Illustration by Jade Wilkerson

Parking at a Premium

Costco wants to tear down former Office Depot building to create more parking

Costco is so desperate for more parking at its Eugene warehouse store that it is proposing a radical step: tearing down the 32-year-old vacant former Office Depot building across Chad Drive and turning it into a parking lot.

Costco bought the Office Depot site last August for $6 million, the deed shows. In the Eugene-Springfield market, it’s unheard of for a buyer to spend so much on a relatively new building and then tear it down just to make parking.

But the parking crunch at the Chad Drive Costco, plus the proximity of the former Office Depot site, and Costco’s deep pockets, apparently made a magic formula. Costco in its most recent fiscal year reported an $8 billion profit on revenues of $275 billion.
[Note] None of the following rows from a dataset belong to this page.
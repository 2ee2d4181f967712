//! Engine layer for the nerve runtime
//!
//! This crate ties the memory, session and concurrency layers together
//! behind a [`ProcessContext`] and implements every client operation on it:
//! opening models, binding buffers, committing and executing (synchronously
//! or on the async pool) and closing.
//!
//! The hardware side is abstracted by the [`Dispatcher`] trait.
//! [`LoopbackDispatcher`] is an in-process implementation that reads a JSON
//! layout manifest from the model image and "executes" by echoing input bytes
//! into the outputs.

#![warn(missing_docs)]
#![warn(clippy::all)]

pub mod config;
pub mod context;
pub mod dispatch;
pub mod ops;

pub use config::ContextOptions;
pub use context::ProcessContext;
pub use dispatch::loopback::{LoopbackDispatcher, ModelManifest};
pub use dispatch::Dispatcher;
pub use ops::{AllocatedBuffers, ModelSource};
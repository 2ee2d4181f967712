//! Convenient imports for nerve.
//!
//! ```ignore
//! use nerve::prelude::*;
//!
//! let runtime = Runtime::open()?;
//! let model = runtime.open_model(image)?;
//! ```

// Main entry point
pub use crate::runtime::{Runtime, RuntimeBuilder};

// Error handling
pub use crate::error::{Error, ErrorKind, Result, ReturnCode};

// Identifiers and layout
pub use nerve_core::{
    BufferCounts, BufferInfo, Direction, ExecutionId, ModelId, SessionId, Shape, SlotSelector,
};

// Buffers
pub use nerve_memory::{AllocatorKind, Buffer, CachePolicy, NativeDescriptor};

// Engine
pub use nerve_engine::{
    AllocatedBuffers, ContextOptions, Dispatcher, LoopbackDispatcher, ModelManifest, ModelSource,
};

pub use std::sync::Arc;
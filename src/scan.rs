// Copyright 2023 The tsbs-datalayers Authors
//
// Licensed under the Apache License, Version 2.0 (the "License");
// you may not use this file except in compliance with the License.
// You may obtain a copy of the License at
//
//     http://www.apache.org/licenses/LICENSE-2.0
//
// Unless required by applicable law or agreed to in writing, software
// distributed under the License is distributed on an "AS IS" BASIS,
// WITHOUT WARRANTIES OR CONDITIONS OF ANY KIND, either express or implied.
// See the License for the specific language governing permissions and
// limitations under the License.

//! Sequential reader over a serialized point stream

use std::fs::File;
use std::io::{self, BufRead, BufReader, Read};

use snafu::ResultExt;
use tracing::warn;

use crate::batch::Unit;
use crate::error::{self, Result};
use crate::point::Point;
use crate::serializer;

const READ_BUFFER_SIZE: usize = 4 << 20;

/// An undecoded wire line, decoded by the worker that processes it.
#[derive(Debug, Clone, PartialEq, Eq)]
pub struct RawLine(pub String);

impl RawLine {
    pub fn as_str(&self) -> &str {
        &self.0
    }
}

impl Unit for RawLine {
    fn measurement(&self) -> &str {
        self.0.split_ascii_whitespace().next().unwrap_or_default()
    }

    fn into_point(self) -> Result<Option<Point>> {
        let point = serializer::decode(&self.0)?;
        Ok((!point.is_empty()).then_some(point))
    }
}

/// Counters kept while scanning.
#[derive(Debug, Clone, Copy, Default, PartialEq, Eq)]
pub struct ScanStats {
    pub lines: u64,
    pub dropped: u64,
}

/// Forward-only source of units read from a buffered reader.
///
/// Reading is lazy and never rewinds. End of input is `Ok(None)`.
pub struct DataSource<R> {
    reader: R,
    buf: Vec<u8>,
    line: String,
    stats: ScanStats,
}

impl DataSource<BufReader<Box<dyn Read + Send>>> {
    /// Open `path` for scanning; `-` reads from stdin.
    pub fn open(path: &str) -> Result<Self> {
        let inner: Box<dyn Read + Send> = if path == "-" {
            Box::new(io::stdin())
        } else {
            Box::new(File::open(path).context(error::IoSnafu { path })?)
        };
        Ok(Self::new(BufReader::with_capacity(READ_BUFFER_SIZE, inner)))
    }
}

impl<R: BufRead> DataSource<R> {
    pub fn new(reader: R) -> Self {
        Self {
            reader,
            buf: Vec::with_capacity(1024),
            line: String::with_capacity(1024),
            stats: ScanStats::default(),
        }
    }

    pub fn stats(&self) -> ScanStats {
        self.stats
    }

    /// Advance to the next non-blank line. Lines that are not valid UTF-8
    /// are dropped; read failures are fatal.
    fn advance(&mut self) -> Result<bool> {
        loop {
            self.buf.clear();
            let n = self
                .reader
                .read_until(b'\n', &mut self.buf)
                .context(error::ScanIoSnafu {
                    line: self.stats.lines,
                })?;
            if n == 0 {
                return Ok(false);
            }
            self.stats.lines += 1;
            match std::str::from_utf8(&self.buf) {
                Ok(text) if text.trim().is_empty() => continue,
                Ok(text) => {
                    self.line.clear();
                    self.line.push_str(text);
                    return Ok(true);
                }
                Err(e) => {
                    warn!(line = self.stats.lines, error = %e, "Dropping line with invalid UTF-8");
                    self.stats.dropped += 1;
                }
            }
        }
    }

    fn current(&self) -> &str {
        self.line.trim_end_matches(['\n', '\r'])
    }

    /// Next raw line, left undecoded.
    pub fn next_line(&mut self) -> Result<Option<RawLine>> {
        if !self.advance()? {
            return Ok(None);
        }
        Ok(Some(RawLine(self.current().to_string())))
    }

    /// Next decoded point. Malformed lines and points without columns are
    /// skipped; only read failures surface as errors.
    pub fn next_point(&mut self) -> Result<Option<Point>> {
        while self.advance()? {
            match serializer::decode(self.current()) {
                Ok(point) if point.is_empty() => continue,
                Ok(point) => return Ok(Some(point)),
                Err(e) => {
                    warn!(line = self.stats.lines, error = %e, "Dropping malformed line");
                    self.stats.dropped += 1;
                }
            }
        }
        Ok(None)
    }
}

/// Source of units for the loader, in either scan mode.
pub trait UnitSource<U> {
    fn next_unit(&mut self) -> Result<Option<U>>;

    fn scan_stats(&self) -> ScanStats;
}

impl<R: BufRead> UnitSource<Point> for DataSource<R> {
    fn next_unit(&mut self) -> Result<Option<Point>> {
        self.next_point()
    }

    fn scan_stats(&self) -> ScanStats {
        self.stats()
    }
}

impl<R: BufRead> UnitSource<RawLine> for DataSource<R> {
    fn next_unit(&mut self) -> Result<Option<RawLine>> {
        self.next_line()
    }

    fn scan_stats(&self) -> ScanStats {
        self.stats()
    }
}
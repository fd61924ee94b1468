// Copyright 2023 The tsbs-datalayers Authors
//
// Licensed under the Apache License, Version 2.0 (the "License");
// you may not use this file except in compliance with the License.
// You may obtain a copy of the License at
//
//     http://www.apache.org/licenses/LICENSE-2.0
//
// Unless required by applicable law or agreed to in writing, software
// distributed under the License is distributed on an "AS IS" BASIS,
// WITHOUT WARRANTIES OR CONDITIONS OF ANY KIND, either express or implied.
// See the License for the specific language governing permissions and
// limitations under the License.

//! Load a serialized point stream into Datalayers
//!
//! Usage:
//!   tsbs_load_datalayers --file data.txt --workers 8 --batch-size 1250

use std::process::ExitCode;
use std::sync::Arc;

use clap::{ArgAction, Parser};
use tracing::{error, info};
use tracing_subscriber::FmtSubscriber;
use tsbs_datalayers::config::{
    DEFAULT_BATCH_SIZE, DEFAULT_DATABASE, DEFAULT_ENDPOINT, DEFAULT_TABLE_PARTITIONS,
    DEFAULT_WORKERS,
};
use tsbs_datalayers::error::InvalidConfigSnafu;
use tsbs_datalayers::{
    ClientOptions, DataSource, DbCreator, FlightSqlClient, Loader, LoaderConfig, PartitionBy,
    Result, RoutingPolicy, ScanMode,
};

#[derive(Parser, Debug)]
#[command(author, version, about, long_about = None)]
struct Args {
    /// Log verbosity: error, warn, info, debug or trace
    #[arg(long, env = "LOG_LEVEL", default_value = "info")]
    log_level: tracing::Level,

    /// Arrow Flight SQL endpoint of the Datalayers server
    #[arg(long, env = "DATALAYERS_SQL_ENDPOINT", default_value = DEFAULT_ENDPOINT)]
    sql_endpoint: String,

    #[arg(long, env = "DATALAYERS_USERNAME")]
    username: Option<String>,

    #[arg(long, env = "DATALAYERS_PASSWORD")]
    password: Option<String>,

    /// Database the points are loaded into
    #[arg(long, default_value = DEFAULT_DATABASE)]
    db_name: String,

    /// Input file, `-` reads stdin
    #[arg(long, default_value = "-")]
    file: String,

    /// Rows sent to the server in one insert
    #[arg(long, default_value_t = DEFAULT_BATCH_SIZE)]
    batch_size: usize,

    /// Number of workers
    #[arg(long, default_value_t = DEFAULT_WORKERS)]
    workers: usize,

    /// `hash` keeps every table on one worker, `round-robin` spreads points evenly
    #[arg(long, default_value = "hash")]
    routing: RoutingPolicy,

    /// `points` decodes on the reader, `lines` decodes on the workers
    #[arg(long, default_value = "points")]
    scan_mode: ScanMode,

    /// Hash partition columns, `table:col,col`; separate tables with `;`
    #[arg(long, value_delimiter = ';')]
    partition_by: Vec<String>,

    #[arg(long, default_value_t = DEFAULT_TABLE_PARTITIONS)]
    table_partitions: usize,

    /// Batches a worker may have queued before reading pauses
    #[arg(long, default_value_t = 4)]
    channel_capacity: usize,

    /// Send the data; when false points are only encoded
    #[arg(long, default_value_t = true, action = ArgAction::Set)]
    do_load: bool,

    /// Create the database before loading
    #[arg(long, default_value_t = true, action = ArgAction::Set)]
    do_create_db: bool,
}

#[tokio::main]
async fn main() -> ExitCode {
    let args = Args::parse();
    FmtSubscriber::builder()
        .with_max_level(args.log_level)
        .init();

    match run(args).await {
        Ok(()) => ExitCode::SUCCESS,
        Err(e) => {
            error!(error = %e, "Load failed");
            ExitCode::FAILURE
        }
    }
}

async fn run(args: Args) -> Result<()> {
    let config = LoaderConfig::builder()
        .batch_size(args.batch_size)
        .workers(args.workers)
        .routing(args.routing)
        .scan_mode(args.scan_mode)
        .partition_by(PartitionBy::parse(&args.partition_by)?)
        .table_partitions(args.table_partitions)
        .channel_capacity(args.channel_capacity)
        .do_load(args.do_load)
        .build()
        .map_err(|e| InvalidConfigSnafu { msg: e.to_string() }.build())?;

    let options = ClientOptions {
        endpoint: args.sql_endpoint,
        username: args.username,
        password: args.password,
        ..Default::default()
    };
    let client = if args.do_load {
        FlightSqlClient::connect(&options).await?
    } else {
        FlightSqlClient::connect_lazy(&options)?
    };

    if args.do_load && args.do_create_db {
        DbCreator::new(Arc::new(client.clone()))
            .create_database(&args.db_name)
            .await?;
    }

    let source = DataSource::open(&args.file)?;
    let loader = Loader::new(config, Arc::new(client.with_database(&args.db_name)));
    let summary = loader.run(source).await?;
    info!(database = %args.db_name, "Load complete");
    println!("{summary}");
    Ok(())
}
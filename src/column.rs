// Copyright 2023 The tsbs-datalayers Authors
//
// Licensed under the Apache License, Version 2.0 (the "License");
// you may not use this file except in compliance with the License.
// You may obtain a copy of the License at
//
//     http://www.apache.org/licenses/LICENSE-2.0
//
// Unless required by applicable law or agreed to in writing, software
// distributed under the License is distributed on an "AS IS" BASIS,
// WITHOUT WARRANTIES OR CONDITIONS OF ANY KIND, either express or implied.
// See the License for the specific language governing permissions and
// limitations under the License.

//! Column types and the Arrow builders behind them
//!
//! The type of every column is resolved once, when a table schema is derived
//! from its first point. Appending then goes through [`ColumnBuilder`], whose
//! variants are dispatched statically with `enum_dispatch`.

use std::sync::Arc;

use arrow_array::builder::{
    ArrayBuilder, BinaryBuilder, BooleanBuilder, Float32Builder, Float64Builder, Int32Builder,
    Int64Builder, StringBuilder, TimestampNanosecondBuilder,
};
use arrow_array::ArrayRef;
use arrow_schema::{DataType, Field as ArrowField, TimeUnit};
use enum_dispatch::enum_dispatch;

use crate::point::FieldType;

/// Column types a table can hold.
#[derive(Debug, Clone, Copy, PartialEq, Eq)]
pub enum ColumnType {
    Null,
    Boolean,
    Int32,
    Int64,
    Float32,
    Float64,
    Binary,
    String,
    TimestampNanosecond,
}

impl From<FieldType> for ColumnType {
    fn from(value: FieldType) -> Self {
        match value {
            FieldType::Null => Self::Null,
            FieldType::Bool => Self::Boolean,
            FieldType::Int32 => Self::Int32,
            FieldType::Int64 => Self::Int64,
            FieldType::Float32 => Self::Float32,
            FieldType::Float64 => Self::Float64,
            FieldType::Binary => Self::Binary,
            FieldType::String => Self::String,
        }
    }
}

/// A parsed value ready to be appended to a builder of the same type.
#[derive(Debug, Clone, Copy, PartialEq)]
pub enum Scalar<'a> {
    Null,
    Boolean(bool),
    Int32(i32),
    Int64(i64),
    Float32(f32),
    Float64(f64),
    Binary(&'a [u8]),
    String(&'a str),
    Timestamp(i64),
}

impl ColumnType {
    pub fn arrow_type(self) -> DataType {
        match self {
            Self::Boolean => DataType::Boolean,
            Self::Int32 => DataType::Int32,
            Self::Int64 => DataType::Int64,
            Self::Float32 => DataType::Float32,
            Self::Float64 => DataType::Float64,
            Self::Binary => DataType::Binary,
            Self::Null | Self::String => DataType::Utf8,
            Self::TimestampNanosecond => DataType::Timestamp(TimeUnit::Nanosecond, None),
        }
    }

    /// Type name used in `CREATE TABLE`.
    pub fn sql_type(self) -> &'static str {
        match self {
            Self::Null | Self::String => "STRING",
            Self::Boolean => "BOOLEAN",
            Self::Int32 => "INT32",
            Self::Int64 => "INT64",
            Self::Float32 => "FLOAT32",
            Self::Float64 => "FLOAT64",
            Self::Binary => "BINARY",
            Self::TimestampNanosecond => "TIMESTAMP(9)",
        }
    }

    /// Convert wire text into a scalar of this type. `None` when the text is
    /// not a valid value of the type.
    pub fn parse(self, text: &str) -> Option<Scalar<'_>> {
        Some(match self {
            Self::Null => Scalar::Null,
            Self::Boolean => Scalar::Boolean(text == "true"),
            Self::Int32 => Scalar::Int32(text.parse().ok()?),
            Self::Int64 => Scalar::Int64(text.parse().ok()?),
            Self::Float32 => Scalar::Float32(text.parse().ok()?),
            Self::Float64 => Scalar::Float64(text.parse().ok()?),
            Self::Binary => Scalar::Binary(text.as_bytes()),
            Self::String => Scalar::String(text),
            Self::TimestampNanosecond => Scalar::Timestamp(text.parse().ok()?),
        })
    }

    /// Create a builder for this type with room for `capacity` rows.
    pub fn builder(self, capacity: usize) -> ColumnBuilder {
        match self {
            Self::Boolean => BooleanBuilder::with_capacity(capacity).into(),
            Self::Int32 => Int32Builder::with_capacity(capacity).into(),
            Self::Int64 => Int64Builder::with_capacity(capacity).into(),
            Self::Float32 => Float32Builder::with_capacity(capacity).into(),
            Self::Float64 => Float64Builder::with_capacity(capacity).into(),
            Self::Binary => BinaryBuilder::with_capacity(capacity, capacity * 64).into(),
            Self::Null => StringBuilder::new().into(),
            Self::String => StringBuilder::with_capacity(capacity, capacity * 64).into(),
            Self::TimestampNanosecond => TimestampNanosecondBuilder::with_capacity(capacity).into(),
        }
    }
}

/// Column definition of a table.
#[derive(Debug, Clone, PartialEq, Eq)]
pub struct ColumnSchema {
    pub name: String,
    pub column_type: ColumnType,
    pub nullable: bool,
}

impl ColumnSchema {
    pub fn new<N: Into<String>>(name: N, column_type: ColumnType, nullable: bool) -> Self {
        Self {
            name: name.into(),
            column_type,
            nullable,
        }
    }

    pub fn to_arrow_field(&self) -> ArrowField {
        ArrowField::new(&self.name, self.column_type.arrow_type(), self.nullable)
    }
}

/// Appending side of a column builder
#[enum_dispatch]
pub trait ColumnAppend {
    /// Append a value produced by [`ColumnType::parse`] of the same type, or a
    /// null for `None`.
    fn append_scalar(&mut self, value: Option<Scalar<'_>>);

    /// Finish the accumulated values into an array and reset the builder.
    fn finish_column(&mut self) -> ArrayRef;

    fn rows(&self) -> usize;
}

#[enum_dispatch(ColumnAppend)]
pub enum ColumnBuilder {
    BooleanBuilder,
    Int32Builder,
    Int64Builder,
    Float32Builder,
    Float64Builder,
    BinaryBuilder,
    StringBuilder,
    TimestampNanosecondBuilder,
}

// Generate ColumnAppend implementations for builders taking a copied value
macro_rules! impl_column_append {
    ($builder_type:ty, $variant:ident) => {
        impl ColumnAppend for $builder_type {
            fn append_scalar(&mut self, value: Option<Scalar<'_>>) {
                match value {
                    Some(Scalar::$variant(v)) => self.append_value(v),
                    _ => self.append_null(),
                }
            }

            fn finish_column(&mut self) -> ArrayRef {
                Arc::new(self.finish())
            }

            fn rows(&self) -> usize {
                ArrayBuilder::len(self)
            }
        }
    };
}

impl_column_append!(BooleanBuilder, Boolean);
impl_column_append!(Int32Builder, Int32);
impl_column_append!(Int64Builder, Int64);
impl_column_append!(Float32Builder, Float32);
impl_column_append!(Float64Builder, Float64);
impl_column_append!(BinaryBuilder, Binary);
impl_column_append!(StringBuilder, String);
impl_column_append!(TimestampNanosecondBuilder, Timestamp);

#[cfg(test)]
mod tests {
    use arrow_array::{Array, BooleanArray, Int64Array, StringArray, TimestampNanosecondArray};

    use super::*;

    #[test]
    fn test_parse_conversions() {
        assert_eq!(ColumnType::Int64.parse("58"), Some(Scalar::Int64(58)));
        assert_eq!(ColumnType::Int32.parse("-3"), Some(Scalar::Int32(-3)));
        assert_eq!(ColumnType::Float64.parse("2.5"), Some(Scalar::Float64(2.5)));
        assert_eq!(ColumnType::Boolean.parse("true"), Some(Scalar::Boolean(true)));
        assert_eq!(ColumnType::Boolean.parse("TRUE"), Some(Scalar::Boolean(false)));
        assert_eq!(ColumnType::Binary.parse("ab"), Some(Scalar::Binary(b"ab")));
        assert_eq!(
            ColumnType::TimestampNanosecond.parse("1451606400000000000"),
            Some(Scalar::Timestamp(1451606400000000000))
        );
        assert_eq!(ColumnType::Int64.parse("1.5"), None);
        assert_eq!(ColumnType::Int32.parse("99999999999"), None);
        assert_eq!(ColumnType::Float32.parse("abc"), None);
        assert_eq!(ColumnType::TimestampNanosecond.parse("now"), None);
    }

    #[test]
    fn test_builders_finish_and_reset() {
        let mut ints = ColumnType::Int64.builder(4);
        ints.append_scalar(ColumnType::Int64.parse("1"));
        ints.append_scalar(None);
        ints.append_scalar(ColumnType::Int64.parse("3"));
        assert_eq!(ints.rows(), 3);

        let array = ints.finish_column();
        let array = array.as_any().downcast_ref::<Int64Array>().expect("int64 array");
        assert_eq!(array.len(), 3);
        assert!(array.is_null(1));
        assert_eq!(array.value(2), 3);
        assert_eq!(ints.rows(), 0);

        let mut strings = ColumnType::String.builder(2);
        strings.append_scalar(ColumnType::String.parse("host_0"));
        let array = strings.finish_column();
        let array = array.as_any().downcast_ref::<StringArray>().expect("string array");
        assert_eq!(array.value(0), "host_0");

        let mut flags = ColumnType::Boolean.builder(1);
        flags.append_scalar(ColumnType::Boolean.parse("true"));
        let array = flags.finish_column();
        let array = array.as_any().downcast_ref::<BooleanArray>().expect("boolean array");
        assert!(array.value(0));

        let mut ts = ColumnType::TimestampNanosecond.builder(1);
        ts.append_scalar(ColumnType::TimestampNanosecond.parse("7"));
        let array = ts.finish_column();
        let array = array
            .as_any()
            .downcast_ref::<TimestampNanosecondArray>()
            .expect("timestamp array");
        assert_eq!(array.value(0), 7);
    }

    #[test]
    fn test_null_column() {
        let mut nulls = ColumnType::Null.builder(2);
        nulls.append_scalar(ColumnType::Null.parse("anything"));
        nulls.append_scalar(None);
        let array = nulls.finish_column();
        assert_eq!(array.len(), 2);
        assert_eq!(array.null_count(), 2);
        // Same type the DDL declares.
        assert_eq!(ColumnType::Null.sql_type(), "STRING");
        assert_eq!(array.data_type(), &DataType::Utf8);
        assert_eq!(ColumnType::Null.arrow_type(), DataType::Utf8);
    }

    #[test]
    fn test_field_type_mapping() {
        assert_eq!(ColumnType::from(FieldType::Bool), ColumnType::Boolean);
        assert_eq!(ColumnType::from(FieldType::String).arrow_type(), DataType::Utf8);
        assert_eq!(ColumnType::from(FieldType::Float32).sql_type(), "FLOAT32");
    }
}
The new lot on the former Office Depot site would have 202 spaces and would be designated — at least partly — for employees, according to plans Costco submitted to the city earlier this month. A typical Costco warehouse store has about 250 employees. At the Eugene store, they use existing spaces near the store, in effect competing with shoppers.

Costco earlier this year didn’t respond to Eugene Weekly’s questions about its intentions for the former Office Depot property, which includes the 25,000-square-foot empty retail space and about 1.5 acres of associated parking.

But elements of Costco’s plan remain unresolved. Costco is asking city planners whether the traffic lights and pedestrian crosswalk in front of the main Costco entrance on Chad Drive need to be altered as part of creating the new parking lot. The pedestrian crosswalk isn’t used much now. With the new parking lot, that would change. Costco is also asking the city whether the company needs to conduct a traffic analysis to determine impacts of the proposed new parking.

As part of its tentative plan, Costco said it also wants to add four gas pump islands to the filling station on the west side of its Chad store. Each island would have two nozzles. The station now has 12 gas pump islands, totalling 24 nozzles. 

Bricks $ Mortar is a column anchored by Christian Wihtol, who worked as an editor and writer at The Register-Guard in Eugene 1990-2018, much of the time focused on real estate, economic development and business. Reach him at Christian@EugeneWeekly.com.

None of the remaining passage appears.